Email is one of the biggest opportunities in the digital space and nearly every newsroom could get more from their email strategy.

Dan Oshinsky

Tools and tips

What tools are out there to help you collect information to listen to your audience?
There are the obvious ones; the survey tools like Google Forms or SurveyMonkey or Typeform. These are all great for one click, really simple surveys.
There’s a tool called Feedletter that’s lovely, really easy to implement for any type of newsletter, and there may also be other sorts of products out there that you’re using. I’m thinking of the team at Hearken and the forms they’ve built to do audience listening. These are all tools that are out there, that you can adapt and use to build the right forums, to collect feedback, and to listen. 

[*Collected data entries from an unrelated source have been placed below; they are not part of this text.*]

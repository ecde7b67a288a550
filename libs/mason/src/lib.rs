//! Deterministic deployment and cut orchestration for ERC-2535 diamonds.
//!
//! Facets are deployed at most once through a CREATE2 deployer contract, their
//! selectors are gathered into a cut set and the cut is installed into a
//! diamond in a single transaction. All chain access goes through
//! [`ledger::LedgerClient`].

pub mod address;
pub mod address_book;
pub mod artifact;
pub mod catalog;
pub mod cut;
pub mod deployer;
pub mod error;
pub mod facet;
pub mod interfaces;
pub mod ledger;
pub mod one_time;
pub mod upgrade;

#[cfg(test)]
mod testing;

pub use error::{MasonError, Result};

The most important thing, though, besides these types of forms is just making sure that you have a place that readers can reply to if they have questions and they want to share feedback. Set up a shared inbox among your team and make sure that the inbox is actually manned by your team, that people are checking this on a daily basis. Check that they’re writing back and replying to readers. We find that often teams will set up some sort of email address where people can write back, but then they never check the emails, which of course, defeats the point of all of this. Make sure that you’re putting your subscribers first. You can’t do this work without them, so make sure you’re making time for them every single day. 

At the New Yorker, for instance, we had a shared inbox, and the first thing I did every single morning when I came into the office was to spend a few minutes going through emails from readers and replying. It took a lot of time, but that was OK. We knew that the New Yorker was a subscriber-driven business, and if we weren’t going to spend time listening to those subscribers, we were in trouble as an organization.  

I would encourage you to do the same. Make it a priority. Whatever you’re working on, if you launch an inbox like this, make sure you’re actually making time to listen and reply to that audience.